(Task description)
For the word "sources", tally the lines of the data that contain it and give the tally alone.

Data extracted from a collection
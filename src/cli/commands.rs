//! Command implementations

use super::args::{ApplyTransformArgs, Args, CommandArgs, InitArgs, RunArgs};
use crate::config::{self, CliConfig};
use crate::core::transform::{BuiltinPass, StructuralContext, TransformPayload};
use crate::core::RewriteOrchestrator;
use crate::error::{ErrorSeverity, FixImportsError, Result};
use crate::output::{create_formatter, create_progress_callback, create_writer, ProgressReporter};
use crate::utils::path_resolver::absolutize;
use std::path::PathBuf;
use std::sync::Arc;

/// Exit code when every file was handled
pub const EXIT_OK: i32 = 0;
/// Exit code when some files or passes failed
pub const EXIT_FAILURES: i32 = 1;
/// Exit code for configuration and other critical errors
pub const EXIT_CRITICAL: i32 = 2;

/// Available commands
#[derive(Debug)]
pub enum Command {
    /// Rewrite references to converted files
    Run(RunArgs),
    /// Apply a built-in pass to files
    ApplyTransform(ApplyTransformArgs),
    /// Initialize a default configuration file
    Init(InitArgs),
}

impl Command {
    /// Create a command from parsed arguments
    pub fn from_args(args: Args) -> Self {
        match args.command {
            CommandArgs::Run(run) => Command::Run(run),
            CommandArgs::ApplyTransform(apply) => Command::ApplyTransform(apply),
            CommandArgs::Init(init) => Command::Init(init),
        }
    }

    /// Execute the command, returning the process exit code
    pub fn execute(&self) -> Result<i32> {
        match self {
            Command::Run(args) => execute_run(args),
            Command::ApplyTransform(args) => execute_apply_transform(args),
            Command::Init(args) => execute_init(args),
        }
    }

    /// Run the command and handle errors
    pub fn run(&self) -> i32 {
        match self.execute() {
            Ok(code) => code,
            Err(err) => {
                tracing::error!("{}", err);
                eprintln!("{}: {}", err.severity(), err.user_message());
                exit_code_for(&err)
            }
        }
    }
}

/// Exit code for an error that aborted a command
pub fn exit_code_for(err: &FixImportsError) -> i32 {
    match err.severity() {
        ErrorSeverity::Warning | ErrorSeverity::Error => EXIT_FAILURES,
        ErrorSeverity::Critical => EXIT_CRITICAL,
    }
}

fn execute_run(args: &RunArgs) -> Result<i32> {
    let cli_config = CliConfig::from_args(args);
    let settings = config::load_config(&cli_config)?;
    tracing::debug!(?settings, "resolved settings");

    let reporter = Arc::new(ProgressReporter::new(settings.show_progress && !settings.quiet));
    reporter.start("Rewriting imports");

    let orchestrator = RewriteOrchestrator::new(settings.clone())?
        .with_progress(Arc::new(create_progress_callback(reporter.clone())));
    let report = orchestrator.run(&args.files)?;

    reporter.finish(&format!("{} file(s) rewritten", report.rewritten_files().len()));

    let formatter = create_formatter(
        &settings.output_format,
        settings.use_colors && settings.output_file.is_none(),
        settings.verbose,
        settings.quiet,
    );
    create_writer(settings.output_file.as_ref()).write(&formatter.format(&report)?)?;

    Ok(if report.has_failures() { EXIT_FAILURES } else { EXIT_OK })
}

fn execute_apply_transform(args: &ApplyTransformArgs) -> Result<i32> {
    let payload = TransformPayload::decode(&args.encoded_options)?;
    let pass = BuiltinPass::from_name(&args.pass)
        .ok_or_else(|| FixImportsError::config_error(format!("unknown built-in pass '{}'", args.pass)))?;

    let context = StructuralContext::from_payload(&payload);
    let files: Vec<PathBuf> = args.files.iter().map(|f| absolutize(f)).collect();
    tracing::info!(pass = pass.name(), files = files.len(), "applying transform");

    let outcome = context.apply(pass, &files, args.dry_run, |_| {});

    let listing: String = outcome
        .rewritten
        .iter()
        .map(|path| format!("{}\n", path.display()))
        .collect();
    create_writer(None::<PathBuf>).write(&listing)?;

    for failure in &outcome.failures {
        eprintln!("warning: {}", failure.message);
    }
    Ok(if outcome.failures.is_empty() { EXIT_OK } else { EXIT_FAILURES })
}

fn execute_init(args: &InitArgs) -> Result<i32> {
    if args.path.exists() && !args.force {
        eprintln!(
            "Configuration file already exists at: {} (use --force to overwrite)",
            args.path.display()
        );
        return Ok(EXIT_OK);
    }

    config::create_default_config(&args.path)?;
    println!("Created default configuration file at: {}", args.path.display());
    Ok(EXIT_OK)
}
//! Configuration management
//!
//! Settings are layered: defaults, then a config file, then `FIX_IMPORTS_*`
//! environment variables, then command-line flags.

pub mod cli;
pub mod file;
pub mod parser;
pub mod settings;

use crate::error::Result;
use crate::models::config::{PartialSettings, Settings};

pub use cli::{CliArgs, CliConfig};
pub use file::{EnvConfig, FileConfig, DEFAULT_CONFIG_FILE, ENV_PREFIX};
pub use parser::{create_default_config, find_default_config, parse_config_content, parse_config_file};
pub use settings::SettingsValidator;

/// Trait for configuration sources
pub trait ConfigSource {
    /// Load configuration from this source
    fn load(&self) -> Result<PartialSettings>;

    /// Check if this configuration source is available
    fn is_available(&self) -> bool;

    /// Get the name of this configuration source for logging
    fn name(&self) -> &str;

    /// Get the priority of this source (higher numbers take precedence)
    fn priority(&self) -> u8 {
        10
    }
}

/// Configuration builder for merging multiple sources
pub struct ConfigBuilder {
    partial: PartialSettings,
}

impl ConfigBuilder {
    /// Create a new configuration builder with defaults
    pub fn new() -> Self {
        Self {
            partial: PartialSettings::default(),
        }
    }

    /// Merge settings from a partial configuration
    pub fn merge(mut self, partial: PartialSettings) -> Self {
        self.partial.merge_from(partial);
        self
    }

    /// Load and merge settings from a configuration source
    pub fn load_from<S: ConfigSource>(self, source: &S) -> Result<Self> {
        if source.is_available() {
            tracing::debug!(source = source.name(), "loading settings");
            Ok(self.merge(source.load()?))
        } else {
            Ok(self)
        }
    }

    /// Add configuration from a file
    pub fn add_config_file(self, path: &std::path::Path) -> Result<Self> {
        let file_config = FileConfig::with_path(path);
        if !file_config.is_available() {
            return Err(crate::error::FixImportsError::ConfigNotFound {
                path: path.to_path_buf(),
            });
        }
        self.load_from(&file_config)
    }

    /// Add configuration from the first default config file found
    ///
    /// A file that exists but does not parse is still an error.
    pub fn add_default_config_file(self) -> Result<Self> {
        match parser::find_default_config()? {
            Some(partial) => Ok(self.merge(partial)),
            None => Ok(self),
        }
    }

    /// Build the final settings with validation
    pub fn build(self) -> Result<Settings> {
        let settings = self.partial.to_settings();
        SettingsValidator::validate(&settings)?;
        Ok(settings)
    }
}

impl Default for ConfigBuilder {
    fn default() -> Self {
        Self::new()
    }
}

/// Load configuration from every source with proper precedence handling
pub fn load_config(cli_config: &CliConfig) -> Result<Settings> {
    load_config_with_env(cli_config, &EnvConfig::new(ENV_PREFIX))
}

/// Load configuration with an explicit environment source
pub fn load_config_with_env(cli_config: &CliConfig, env_config: &EnvConfig) -> Result<Settings> {
    let builder = match cli_config.config_path() {
        Some(path) => ConfigBuilder::new().add_config_file(path)?,
        None => ConfigBuilder::new().add_default_config_file()?,
    };

    builder.load_from(env_config)?.load_from(cli_config)?.build()
}
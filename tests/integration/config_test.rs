//! Configuration loading feeding a real rewrite pass

use fix_imports::config::{self, CliArgs, CliConfig, EnvConfig, ENV_PREFIX};
use fix_imports::models::config::OutputFormat;
use fix_imports::{FixImportsError, RewriteOrchestrator};
use std::collections::HashMap;
use std::fs;
use tempfile::TempDir;

fn no_env() -> EnvConfig {
    EnvConfig::from_vars(ENV_PREFIX, HashMap::new())
}

#[test]
fn test_camel_case_config_drives_rewrite() {
    let dir = TempDir::new().unwrap();
    let root = dir.path();
    fs::create_dir_all(root.join("lib/shared")).unwrap();
    fs::create_dir_all(root.join("web")).unwrap();
    fs::write(root.join("lib/shared/money.js"), "export default class Money {}\n").unwrap();
    fs::write(root.join("web/cart.js"), "import Money from 'shared/money.coffee';\n").unwrap();

    let config_path = root.join("fix.toml");
    fs::write(
        &config_path,
        format!(
            "searchPath = {:?}\nabsoluteImportPaths = [{:?}]\nnamedTransformPasses = []\nshow_progress = false\n",
            root.display().to_string(),
            root.join("lib").display().to_string()
        ),
    )
    .unwrap();

    let cli_config = CliConfig::new(CliArgs {
        config: Some(config_path),
        ..Default::default()
    });
    let settings = config::load_config_with_env(&cli_config, &no_env()).unwrap();
    assert_eq!(settings.absolute_import_paths, vec![root.join("lib")]);

    let report = RewriteOrchestrator::new(settings)
        .unwrap()
        .run(&[root.join("lib/shared/money.js")])
        .unwrap();

    assert_eq!(report.structural_rewrites, vec![root.join("web/cart.js")]);
    assert_eq!(
        fs::read_to_string(root.join("web/cart.js")).unwrap(),
        "import Money from 'shared/money';\n"
    );
}

#[test]
fn test_environment_overrides_file_and_cli_overrides_environment() {
    let dir = TempDir::new().unwrap();
    let config_path = dir.path().join("fix.toml");
    fs::write(
        &config_path,
        format!(
            "search_path = {:?}\noutput_format = \"text\"\nexclude_patterns = [\"vendor\"]\n",
            dir.path().display().to_string()
        ),
    )
    .unwrap();

    let env_config = EnvConfig::from_vars(
        ENV_PREFIX,
        HashMap::from([
            ("FIX_IMPORTS_OUTPUT_FORMAT".to_string(), "json".to_string()),
            ("FIX_IMPORTS_EXCLUDE".to_string(), "dist".to_string()),
        ]),
    );
    let cli_config = CliConfig::new(CliArgs {
        config: Some(config_path),
        exclude: Some(vec!["build".to_string()]),
        ..Default::default()
    });

    let settings = config::load_config_with_env(&cli_config, &env_config).unwrap();
    assert_eq!(settings.output_format, OutputFormat::Json);
    assert_eq!(settings.exclude_patterns, vec!["build".to_string()]);
}

#[test]
fn test_default_template_round_trips() {
    let dir = TempDir::new().unwrap();
    let path = dir.path().join(".fix-imports.toml");
    config::create_default_config(&path).unwrap();

    let partial = config::parse_config_file(&path).unwrap();
    assert_eq!(
        partial.exclude_patterns,
        Some(vec!["node_modules".to_string(), ".git".to_string()])
    );
    assert_eq!(partial.dry_run, Some(false));
}

#[test]
fn test_unknown_key_is_rejected() {
    let dir = TempDir::new().unwrap();
    let path = dir.path().join("fix.toml");
    fs::write(&path, "searchPaths = [\"a\"]\n").unwrap();

    let cli_config = CliConfig::new(CliArgs {
        config: Some(path),
        ..Default::default()
    });
    let err = config::load_config_with_env(&cli_config, &no_env()).unwrap_err();
    assert!(matches!(err, FixImportsError::ConfigParse { .. }));
    assert!(err.is_critical());
}

#[test]
fn test_missing_search_path_is_invalid() {
    let dir = TempDir::new().unwrap();
    let cli_config = CliConfig::new(CliArgs {
        config: None,
        search_path: Some(dir.path().join("gone")),
        ..Default::default()
    });
    let err = config::load_config_with_env(&cli_config, &no_env()).unwrap_err();
    assert!(matches!(err, FixImportsError::InvalidPath { .. }));
}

(Task answer)
2